Our young CF infants received prophylactic anti-staphylococcal cloxacillin (as recommended by Dr David Lawson) which reduced the incidence of Staph. aureus infection but disappointingly sooner or later virtually all became infected with P. aeruginosa (sequence illustrated in the figure). This was invariably associated with a gradual but quite obvious increase in chronic cough and sputum production as they passed the ‘point of no return’ (stage 3) and chronic Pseudomonas infection became established and progressive. Both the clinic staff and the parents understood the serious significance of transition from intermittent infections to chronic P. aeruginosa infection; for this reason most were enthusiastic to try any treatment likely to eradicate the organism.

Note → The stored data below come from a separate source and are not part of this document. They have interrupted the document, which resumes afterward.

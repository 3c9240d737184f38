// Recommendation module
// Deterministic mapping from (state, risk, confidence) to support resources

mod catalog;
mod selector;

pub use catalog::{Resource, CRISIS_RESOURCES, EMERGENCY_ACTIONS, ESCALATION_SENTENCE};
pub use selector::{select, ConfidenceLevel, RecommendationBundle};
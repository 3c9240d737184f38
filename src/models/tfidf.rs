// TF-IDF vectorizer over word unigrams and bigrams

use once_cell::sync::Lazy;
use regex::Regex;
use rust_stemmers::{Algorithm, Stemmer};
use serde::{Deserialize, Serialize};
use std::collections::HashMap;

use super::stop_words::is_stop_word;
use crate::errors::ModelError;

/// Tokens are runs of two or more word characters
static TOKEN: Lazy<Regex> = Lazy::new(|| Regex::new(r"\b\w\w+\b").expect("static pattern compiles"));

static STEMMER: Lazy<Stemmer> = Lazy::new(|| Stemmer::create(Algorithm::English));

/// Sparse feature row: (feature index, value), sorted by index
pub type SparseVector = Vec<(usize, f64)>;

#[derive(Debug, Clone, PartialEq, Serialize, Deserialize)]
pub struct VectorizerConfig {
    pub max_features: usize,
    /// Minimum number of documents a term must appear in
    pub min_df: usize,
    /// Maximum fraction of documents a term may appear in
    pub max_df: f64,
    pub ngram_max: usize,
    pub stem: bool,
}

impl Default for VectorizerConfig {
    fn default() -> Self {
        Self {
            max_features: 10_000,
            min_df: 2,
            max_df: 0.95,
            ngram_max: 2,
            stem: false,
        }
    }
}

/// Fitted vocabulary and inverse document frequencies
#[derive(Debug, Clone, Serialize, Deserialize)]
pub struct TfidfVectorizer {
    config: VectorizerConfig,
    vocabulary: HashMap<String, usize>,
    idf: Vec<f64>,
}

impl TfidfVectorizer {
    /// Fit on a corpus of normalized documents
    ///
    /// Terms are kept when `min_df <= df <= max_df * n_docs`, then the
    /// `max_features` most frequent (by total count, ties alphabetical)
    /// survive. Feature indices follow alphabetical term order.
    pub fn fit<S: AsRef<str>>(config: VectorizerConfig, docs: &[S]) -> Result<Self, ModelError> {
        let n_docs = docs.len();
        let mut doc_freq: HashMap<String, usize> = HashMap::new();
        let mut term_freq: HashMap<String, usize> = HashMap::new();

        for doc in docs {
            for (term, count) in count_terms(&config, doc.as_ref()) {
                *doc_freq.entry(term.clone()).or_insert(0) += 1;
                *term_freq.entry(term).or_insert(0) += count;
            }
        }

        let max_doc_count = config.max_df * n_docs as f64;
        let mut kept: Vec<(String, usize)> = term_freq
            .into_iter()
            .filter(|(term, _)| {
                let df = doc_freq.get(term).copied().unwrap_or(0);
                df >= config.min_df && df as f64 <= max_doc_count
            })
            .collect();

        if kept.is_empty() {
            return Err(ModelError::EmptyVocabulary);
        }

        kept.sort_by(|a, b| b.1.cmp(&a.1).then_with(|| a.0.cmp(&b.0)));
        kept.truncate(config.max_features);

        let mut terms: Vec<String> = kept.into_iter().map(|(term, _)| term).collect();
        terms.sort();

        // Smoothed idf: ln((1 + n) / (1 + df)) + 1
        let idf = terms
            .iter()
            .map(|term| {
                let df = doc_freq.get(term).copied().unwrap_or(0) as f64;
                ((1.0 + n_docs as f64) / (1.0 + df)).ln() + 1.0
            })
            .collect();

        let vocabulary = terms
            .into_iter()
            .enumerate()
            .map(|(index, term)| (term, index))
            .collect();

        Ok(Self {
            config,
            vocabulary,
            idf,
        })
    }

    /// L2-normalized tf-idf row; unknown terms are ignored
    pub fn transform(&self, doc: &str) -> SparseVector {
        let mut row: SparseVector = count_terms(&self.config, doc)
            .into_iter()
            .filter_map(|(term, count)| {
                self.vocabulary
                    .get(&term)
                    .map(|&index| (index, count as f64 * self.idf[index]))
            })
            .collect();

        let norm = row.iter().map(|(_, v)| v * v).sum::<f64>().sqrt();
        if norm > 0.0 {
            for (_, v) in row.iter_mut() {
                *v /= norm;
            }
        }

        row.sort_by_key(|(index, _)| *index);
        row
    }

    pub fn n_features(&self) -> usize {
        self.idf.len()
    }

    pub fn config(&self) -> &VectorizerConfig {
        &self.config
    }

    /// Check that vocabulary indices and idf weights line up
    pub fn validate(&self) -> Result<(), String> {
        if self.vocabulary.len() != self.idf.len() {
            return Err(format!(
                "vocabulary has {} terms but idf has {} weights",
                self.vocabulary.len(),
                self.idf.len()
            ));
        }
        if self.vocabulary.values().any(|&i| i >= self.idf.len()) {
            return Err("vocabulary index out of range".to_string());
        }
        Ok(())
    }
}

/// Tokenize, drop stop words, optionally stem, then emit n-grams with counts
fn count_terms(config: &VectorizerConfig, doc: &str) -> HashMap<String, usize> {
    let tokens: Vec<String> = TOKEN
        .find_iter(doc)
        .map(|m| m.as_str().to_lowercase())
        .filter(|token| !is_stop_word(token))
        .map(|token| {
            if config.stem {
                STEMMER.stem(&token).into_owned()
            } else {
                token
            }
        })
        .collect();

    let mut counts = HashMap::new();
    for n in 1..=config.ngram_max.max(1) {
        for window in tokens.windows(n) {
            *counts.entry(window.join(" ")).or_insert(0) += 1;
        }
    }
    counts
}
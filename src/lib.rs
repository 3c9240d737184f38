// Mindguard - Conversation risk and psychological-state inference
// Library exports

pub mod analysis; // Lexical signals and risk escalation
pub mod config;
pub mod crisis; // Keyword catalog and per-message crisis gate
pub mod errors;
pub mod models; // TF-IDF state classifier and artifacts
pub mod pipeline;
pub mod providers; // Reply generation seam
pub mod recommend;
pub mod session;
pub mod text;
pub mod training; // Dataset loading and model fitting

pub use pipeline::{ChatReply, ConversationAnalysis, Pipeline, SessionReport};
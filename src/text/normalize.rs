// Text normalizer

use once_cell::sync::Lazy;
use regex::Regex;

/// Everything except ASCII letters, whitespace and `. ! ? ,`
static DISALLOWED: Lazy<Regex> = Lazy::new(|| {
    Regex::new(r"[^a-zA-Z\s\.\!\?,]").expect("static pattern compiles")
});

/// Normalize free text for analysis
///
/// Lowercases, drops every character other than letters, whitespace and the
/// four marks `. ! ? ,`, collapses whitespace runs to a single space and
/// trims. An empty result means the text carries no signal.
pub fn normalize(text: &str) -> String {
    let lower = text.to_lowercase();
    let stripped = DISALLOWED.replace_all(&lower, "");
    stripped.split_whitespace().collect::<Vec<_>>().join(" ")
}

/// Lowercase only, used by the keyword scans
pub fn lowercase(text: &str) -> String {
    text.to_lowercase()
}

#[cfg(test)]
mod tests {
    use super::*;

    #[test]
    fn test_strips_and_collapses() {
        assert_eq!(
            normalize("  I'm   SO tired...\n\tcan't sleep!!  "),
            "im so tired... cant sleep!!"
        );
        assert_eq!(normalize("Call 988 now, please?"), "call now, please?");
    }

    #[test]
    fn test_empty_and_symbol_only() {
        assert_eq!(normalize(""), "");
        assert_eq!(normalize("   \n\t "), "");
        assert_eq!(normalize("1234 ### :) "), "");
    }

    #[test]
    fn test_idempotent() {
        let samples = [
            "Hello, World!",
            "  multiple   spaces\tand\nnewlines ",
            "Ünïcödé and émojis 😊 mixed in",
            "numbers 123 and symbols @#$%^&*()",
            "already normalized text.",
            "",
        ];
        for sample in samples {
            let once = normalize(sample);
            assert_eq!(normalize(&once), once, "not idempotent for {:?}", sample);
        }
    }

    #[test]
    fn test_lowercase_keeps_punctuation() {
        assert_eq!(lowercase("I Want To DIE!"), "i want to die!");
    }
}
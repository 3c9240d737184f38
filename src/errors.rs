// Error types for the analysis pipeline
//
// Session-state failures are surfaced to the caller as distinct variants.
// Classifier input and availability failures are recovered inside the
// pipeline (fallback analysis); invariant violations are not.

use thiserror::Error;

/// Errors returned across the pipeline boundary
#[derive(Error, Debug)]
pub enum PipelineError {
    #[error("Session not found: {0}")]
    SessionNotFound(String),

    #[error("No conversation data to analyze in session {0}")]
    NoDataToAnalyze(String),

    #[error("Session {0} has already ended")]
    SessionEnded(String),

    #[error("Maximum session limit reached ({active}/{max})")]
    SessionLimit { active: usize, max: usize },

    #[error("Invariant violated: {0}")]
    Invariant(String),
}

/// Errors from a single classification call
#[derive(Error, Debug)]
pub enum ClassifyError {
    #[error("Input text is empty after normalization")]
    EmptyInput,

    #[error("State classifier is not initialized")]
    ModelUnavailable,

    #[error("Classifier produced an invalid result: {0}")]
    Invariant(String),
}

/// Errors from training, loading or persisting model artifacts
#[derive(Error, Debug)]
pub enum ModelError {
    #[error("Artifact '{0}' is missing")]
    MissingArtifact(String),

    #[error("Artifact '{name}' is corrupt: {reason}")]
    CorruptArtifact { name: String, reason: String },

    #[error("Unknown state label '{0}'")]
    UnknownLabel(String),

    #[error("Dataset is missing required column '{0}'")]
    MissingColumn(String),

    #[error("Training dataset is empty after filtering")]
    EmptyDataset,

    #[error("Vocabulary is empty after document-frequency filtering")]
    EmptyVocabulary,

    #[error("Training needs at least two labels, found {0}")]
    TooFewClasses(usize),

    #[error("IO error: {0}")]
    Io(#[from] std::io::Error),

    #[error("Serialization error: {0}")]
    Json(#[from] serde_json::Error),

    #[error("Dataset error: {0}")]
    Csv(#[from] csv::Error),
}

pub type PipelineResult<T> = std::result::Result<T, PipelineError>;

/// Format a degraded-classifier notice with the steps that restore it
pub fn model_unavailable_message(model_dir: &str) -> String {
    format!(
        "State classifier unavailable; analyses will use the fallback result\n\n\
        \x1b[1;33mPossible causes:\x1b[0m\n\
        • No trained artifacts in {}\n\
        • No training dataset configured\n\
        • Artifacts written by an incompatible version\n\n\
        \x1b[1;32mTry:\x1b[0m\n\
        1. Train from a labeled CSV (statement,status):\n\
           \x1b[36mmindguard train --dataset path/to/data.csv --force\x1b[0m\n\n\
        2. Or point the config at a dataset:\n\
           \x1b[36mexport MINDGUARD_DATASET=path/to/data.csv\x1b[0m",
        model_dir
    )
}

#[cfg(test)]
mod tests {
    use super::*;

    #[test]
    fn test_session_errors_are_distinguishable() {
        let not_found = PipelineError::SessionNotFound("abc".into());
        let no_data = PipelineError::NoDataToAnalyze("abc".into());

        assert!(matches!(not_found, PipelineError::SessionNotFound(_)));
        assert!(matches!(no_data, PipelineError::NoDataToAnalyze(_)));
        assert!(not_found.to_string().contains("not found"));
        assert!(no_data.to_string().contains("No conversation data"));
    }

    #[test]
    fn test_model_unavailable_message_has_train_hint() {
        let msg = model_unavailable_message("/tmp/models");
        assert!(msg.contains("mindguard train"));
        assert!(msg.contains("/tmp/models"));
    }
}
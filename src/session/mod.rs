// Session module
// In-memory conversation registry with per-session locking and eviction

mod store;

pub use store::{Role, Session, SessionInfo, SessionStore, Turn};
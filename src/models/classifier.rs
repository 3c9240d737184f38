// State classifier
// Loads persisted artifacts once, retraining from the dataset if they are unusable

use serde::{Deserialize, Serialize};
use std::collections::BTreeMap;
use std::path::Path;

use super::labels::{LabelEncoder, StateLabel};
use super::persistence::{
    ArtifactStore, ModelMetadata, CLASSIFIER_ARTIFACT, LABEL_ENCODER_ARTIFACT,
    VECTORIZER_ARTIFACT,
};
use super::softmax::SoftmaxClassifier;
use super::tfidf::TfidfVectorizer;
use crate::config::TrainingConfig;
use crate::errors::{ClassifyError, ModelError};
use crate::training::{train_model, TrainingDataset};

const PROBABILITY_TOLERANCE: f64 = 1e-6;

/// Predicted label with its probability and the full distribution
#[derive(Debug, Clone, PartialEq, Serialize, Deserialize)]
pub struct ClassificationResult {
    pub predicted_state: StateLabel,
    pub confidence: f64,
    pub state_probabilities: BTreeMap<StateLabel, f64>,
}

impl ClassificationResult {
    /// Result used when the classifier cannot run
    pub fn fallback() -> Self {
        let state_probabilities = BTreeMap::from([
            (StateLabel::Normal, 0.5),
            (StateLabel::Depression, 0.2),
            (StateLabel::Anxiety, 0.2),
            (StateLabel::Bipolar, 0.05),
            (StateLabel::Suicidal, 0.05),
        ]);
        Self {
            predicted_state: StateLabel::Normal,
            confidence: 0.5,
            state_probabilities,
        }
    }
}

#[derive(Serialize, Deserialize)]
struct ClassifierArtifact {
    metadata: ModelMetadata,
    model: SoftmaxClassifier,
}

#[derive(Serialize, Deserialize)]
struct LabelEncoderArtifact {
    classes: Vec<String>,
}

/// Fitted vectorizer, weights and label encoding
#[derive(Debug, Clone)]
pub struct TrainedModel {
    pub vectorizer: TfidfVectorizer,
    pub classifier: SoftmaxClassifier,
    pub encoder: LabelEncoder,
    pub metadata: ModelMetadata,
}

impl TrainedModel {
    /// Load all three artifacts, checking they agree on shapes
    pub fn load(store: &dyn ArtifactStore) -> Result<Self, ModelError> {
        let vectorizer: TfidfVectorizer = decode(store, VECTORIZER_ARTIFACT)?;
        let artifact: ClassifierArtifact = decode(store, CLASSIFIER_ARTIFACT)?;
        let labels: LabelEncoderArtifact = decode(store, LABEL_ENCODER_ARTIFACT)?;
        let encoder = LabelEncoder::from_names(&labels.classes)?;

        let corrupt = |name: &str, reason: String| ModelError::CorruptArtifact {
            name: name.to_string(),
            reason,
        };

        vectorizer
            .validate()
            .map_err(|reason| corrupt(VECTORIZER_ARTIFACT, reason))?;
        if artifact.model.n_features() != vectorizer.n_features() {
            return Err(corrupt(
                CLASSIFIER_ARTIFACT,
                format!(
                    "{} weight columns for {} features",
                    artifact.model.n_features(),
                    vectorizer.n_features()
                ),
            ));
        }
        if artifact.model.n_classes() != encoder.len() {
            return Err(corrupt(
                LABEL_ENCODER_ARTIFACT,
                format!(
                    "{} classes for {} weight rows",
                    encoder.len(),
                    artifact.model.n_classes()
                ),
            ));
        }

        Ok(Self {
            vectorizer,
            classifier: artifact.model,
            encoder,
            metadata: artifact.metadata,
        })
    }

    /// Persist as three blobs
    pub fn save(&self, store: &dyn ArtifactStore) -> Result<(), ModelError> {
        let artifact = ClassifierArtifact {
            metadata: self.metadata.clone(),
            model: self.classifier.clone(),
        };
        let labels = LabelEncoderArtifact {
            classes: self.encoder.names(),
        };

        store.write_all(&[
            (VECTORIZER_ARTIFACT, serde_json::to_vec(&self.vectorizer)?),
            (CLASSIFIER_ARTIFACT, serde_json::to_vec(&artifact)?),
            (LABEL_ENCODER_ARTIFACT, serde_json::to_vec(&labels)?),
        ])?;

        tracing::info!(location = %store.location(), "Saved state classifier");
        Ok(())
    }

    /// Classify already-normalized text
    pub fn predict(&self, normalized: &str) -> Result<ClassificationResult, ClassifyError> {
        if normalized.trim().is_empty() {
            return Err(ClassifyError::EmptyInput);
        }

        let row = self.vectorizer.transform(normalized);
        let proba = self.classifier.predict_proba(&row);

        if proba.len() != self.encoder.len() {
            return Err(ClassifyError::Invariant(format!(
                "{} probabilities for {} classes",
                proba.len(),
                self.encoder.len()
            )));
        }
        if proba.iter().any(|p| !p.is_finite()) {
            return Err(ClassifyError::Invariant("non-finite probability".into()));
        }
        let total: f64 = proba.sum();
        if (total - 1.0).abs() > PROBABILITY_TOLERANCE {
            return Err(ClassifyError::Invariant(format!(
                "probabilities sum to {}",
                total
            )));
        }

        // First maximum wins, so ties resolve to the earlier encoded class
        let mut best = 0;
        for (index, p) in proba.iter().enumerate() {
            if *p > proba[best] {
                best = index;
            }
        }

        let predicted_state = self.encoder.decode(best).ok_or_else(|| {
            ClassifyError::Invariant(format!("class index {} has no label", best))
        })?;

        let mut state_probabilities: BTreeMap<StateLabel, f64> =
            StateLabel::ALL.iter().map(|label| (*label, 0.0)).collect();
        for (index, p) in proba.iter().enumerate() {
            if let Some(label) = self.encoder.decode(index) {
                state_probabilities.insert(label, *p);
            }
        }

        Ok(ClassificationResult {
            predicted_state,
            confidence: proba[best],
            state_probabilities,
        })
    }
}

fn decode<T: serde::de::DeserializeOwned>(
    store: &dyn ArtifactStore,
    name: &str,
) -> Result<T, ModelError> {
    let bytes = store.read(name)?;
    serde_json::from_slice(&bytes).map_err(|e| ModelError::CorruptArtifact {
        name: name.to_string(),
        reason: e.to_string(),
    })
}

/// Read-only classifier handle shared by every request
///
/// An uninitialized classifier is a valid state: every call reports
/// `ModelUnavailable` and the pipeline falls back.
#[derive(Debug, Clone, Default)]
pub struct StateClassifier {
    model: Option<TrainedModel>,
}

impl StateClassifier {
    pub fn uninitialized() -> Self {
        Self { model: None }
    }

    pub fn from_model(model: TrainedModel) -> Self {
        Self { model: Some(model) }
    }

    /// Load artifacts, or retrain and persist them
    ///
    /// Runs once before serving. Failures are logged and leave the
    /// classifier uninitialized rather than aborting the host process.
    pub fn initialize(
        store: &dyn ArtifactStore,
        dataset_path: Option<&Path>,
        config: &TrainingConfig,
    ) -> Self {
        match TrainedModel::load(store) {
            Ok(model) => {
                tracing::info!(
                    location = %store.location(),
                    classes = model.encoder.len(),
                    features = model.vectorizer.n_features(),
                    "Loaded state classifier"
                );
                return Self::from_model(model);
            }
            Err(e) => {
                tracing::info!(error = %e, "No usable classifier artifacts, retraining");
            }
        }

        let Some(path) = dataset_path else {
            tracing::error!("No training dataset configured; state classifier unavailable");
            return Self::uninitialized();
        };

        match Self::retrain(store, path, config) {
            Ok(model) => Self::from_model(model),
            Err(e) => {
                tracing::error!(error = %e, dataset = %path.display(), "Failed to train state classifier");
                Self::uninitialized()
            }
        }
    }

    fn retrain(
        store: &dyn ArtifactStore,
        path: &Path,
        config: &TrainingConfig,
    ) -> Result<TrainedModel, ModelError> {
        let dataset = TrainingDataset::load_csv(path)?;
        let outcome = train_model(&dataset, config)?;
        if let Err(e) = outcome.model.save(store) {
            // Serving can continue from memory
            tracing::warn!(error = %e, "Failed to persist trained classifier");
        }
        Ok(outcome.model)
    }

    pub fn is_ready(&self) -> bool {
        self.model.is_some()
    }

    pub fn metadata(&self) -> Option<&ModelMetadata> {
        self.model.as_ref().map(|m| &m.metadata)
    }

    pub fn classify(&self, normalized: &str) -> Result<ClassificationResult, ClassifyError> {
        let model = self.model.as_ref().ok_or(ClassifyError::ModelUnavailable)?;
        model.predict(normalized)
    }
}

Typical progression of P. aeruginosa infection in a cheerful well-nourished almost asymptomatic girl who, nonetheless, grew P aeruginosa from throat swabs in April 90 (left); yet obvious X-ray changes by July 1991 (right).

So as this was a major and increasing problem, I decided to examine the possibility of treating the early P. aeruginosa infections, before the organism became established.
I had been influenced by Margaret Hodson’s use of nebulised antibiotics, admittedly used in slightly different circumstances i.e to stabilise adult patients who already had chronic Pseudomonas infection. However, I was reluctant to use one of the aminoglycosides (gentamicin or tobramycin) in our young patients as eventually these would be needed for intravenous antibiotic treatment.

I found some old references reporting the successful use of nebulised colomycin in non-CF adult patients with pneumonia due to P. aeruginosa

Halliday NP. Pseudomonas infection of the respiratory tract treated with colistin sulphomethate sodium (colomycin). Clin Trials J 1967 August 771-775.

Herrell WE. Aerosolized colistimethate in the treatment of pulmonary infections. Clin Med September 1968, 18-19. Rose HD et al. Evaluation of sodium colistimethate aerosol in gram-negative infections of the respiratory tract. J Clin Pharm 1970; 19:274-281

I discussed the possibility of using nebulised colomycin in children with CF with the UK manufacturers (Pharmax at the time) from February 1981. From the information they provided it seemed reasonable to try a small dose of nebulised colomycin twice daily in an attempt to eradicate early P. aeruginosa. I’m sure this would not have been condoned by the regulatory authorities in 2022! However, it should be remembered that at that time, in the early Eighties, CF was usually fatal in childhood or adolescence. Most children suffered from progressive P. aeruginosa chest infection and and were slowly dying – most either died during childhood or in their early teens from respiratory failure after years of miserable chronic illness. There were no adult CF clinics in the early Eighties outside the one at the Royal Brompton in London as there were so few adults.

So at St James’s in Leeds we started treating a few children with nebulised colomycin 500mg twice daily after a test dose. The children seemed to tolerate the inhalations. Gradually, as more monthly cough/throat swabs became negative, it became quite obvious that the nebulised colomycin was clearing the Ps. aeruginosa from the respiratory tract (Table from the original Lancet paper). At this stage we reported our initial experience in our letter to the Lancet.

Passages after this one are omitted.